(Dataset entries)
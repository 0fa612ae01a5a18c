// SPDX-FileCopyrightText: 2026 Archy Contributors
// SPDX-License-Identifier: MIT OR Apache-2.0

//! In-process compute backend.
//!
//! Embeddings are deterministic pseudo-random unit vectors derived from the
//! text's SHA-256 digest. They carry no semantic meaning, but they are stable
//! across runs and builds, which is all the cache and the ranking path need.

use async_trait::async_trait;
use sha2::{Digest, Sha256};

use archy_core::types::{FragmentValidation, RankedIndex};
use archy_core::{AdapterType, ArchyError, ComputeBackend, HealthStatus, PluginAdapter};

const MIN_FRAGMENT_BYTES: usize = 10;
const MAX_FRAGMENT_BYTES: usize = 10_000;
const SUSPICIOUS_MARKERS: [&str; 3] = ["rm -rf", "exfiltrate", "bypass"];

/// Compute backend that runs every task on the calling thread.
#[derive(Debug, Default, Clone, Copy)]
pub struct LocalCompute;

impl LocalCompute {
    pub fn new() -> Self {
        Self
    }
}

#[async_trait]
impl PluginAdapter for LocalCompute {
    fn name(&self) -> &str {
        "local"
    }

    fn adapter_type(&self) -> AdapterType {
        AdapterType::Compute
    }

    async fn health_check(&self) -> Result<HealthStatus, ArchyError> {
        Ok(HealthStatus::Healthy)
    }
}

#[async_trait]
impl ComputeBackend for LocalCompute {
    async fn embed(&self, texts: &[String], dim: usize) -> Result<Vec<Vec<f32>>, ArchyError> {
        Ok(texts.iter().map(|t| pseudo_embedding(t, dim)).collect())
    }

    async fn rank(
        &self,
        query: &[f32],
        candidates: &[Vec<f32>],
        top_k: usize,
    ) -> Result<Vec<RankedIndex>, ArchyError> {
        Ok(rank_by_cosine(query, candidates, top_k))
    }

    async fn validate(&self, text: &str) -> Result<FragmentValidation, ArchyError> {
        Ok(validation_heuristic(text))
    }
}

/// Deterministic unit vector of length `dim` for `text`.
pub fn pseudo_embedding(text: &str, dim: usize) -> Vec<f32> {
    let digest = Sha256::digest(text.as_bytes());
    let mut seed = [0u8; 8];
    seed.copy_from_slice(&digest[..8]);
    let mut rng = u64::from_le_bytes(seed);

    let mut v: Vec<f32> = (0..dim)
        .map(|_| {
            rng = rng.wrapping_mul(1_103_515_245).wrapping_add(12_345);
            ((rng / 65_536) % 1_000) as f32 / 1_000.0 - 0.5
        })
        .collect();

    let norm = v.iter().map(|x| x * x).sum::<f32>().sqrt();
    if norm > 0.0 {
        v.iter_mut().for_each(|x| *x /= norm);
    }
    v
}

/// Cosine similarity; 0 for vectors of different length or zero norm.
pub fn cosine_similarity(a: &[f32], b: &[f32]) -> f32 {
    if a.len() != b.len() || a.is_empty() {
        return 0.0;
    }
    let dot: f32 = a.iter().zip(b).map(|(x, y)| x * y).sum();
    let na = a.iter().map(|x| x * x).sum::<f32>().sqrt();
    let nb = b.iter().map(|x| x * x).sum::<f32>().sqrt();
    if na == 0.0 || nb == 0.0 {
        return 0.0;
    }
    dot / (na * nb)
}

/// Score every candidate against `query` and keep the best `top_k`.
pub fn rank_by_cosine(query: &[f32], candidates: &[Vec<f32>], top_k: usize) -> Vec<RankedIndex> {
    let mut ranked: Vec<RankedIndex> = candidates
        .iter()
        .enumerate()
        .map(|(index, c)| RankedIndex {
            index,
            score: cosine_similarity(query, c),
        })
        .collect();
    ranked.sort_by(|a, b| b.score.total_cmp(&a.score).then(a.index.cmp(&b.index)));
    ranked.truncate(top_k);
    ranked
}

/// Secondary fragment check: size bounds, non-blank content and a short list
/// of dangerous markers.
pub fn validation_heuristic(text: &str) -> FragmentValidation {
    let len = text.len();
    let length_ok = (MIN_FRAGMENT_BYTES..=MAX_FRAGMENT_BYTES).contains(&len);
    let has_content = !text.trim().is_empty();
    let suspicious = SUSPICIOUS_MARKERS.iter().any(|m| text.contains(m));

    let validation_score = if length_ok && has_content && !suspicious {
        (len as f32 / 512.0).min(1.0) * 0.8 + 0.2
    } else {
        0.0
    };

    FragmentValidation {
        validation_score,
        length_ok,
        has_content,
        suspicious,
    }
}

### To do
Would you filter the records and copy each line that contains the word "unit"?

### Solution for this task
//! Embeddings are deterministic pseudo-random unit vectors derived from the
/// Deterministic unit vector of length `dim` for `text`.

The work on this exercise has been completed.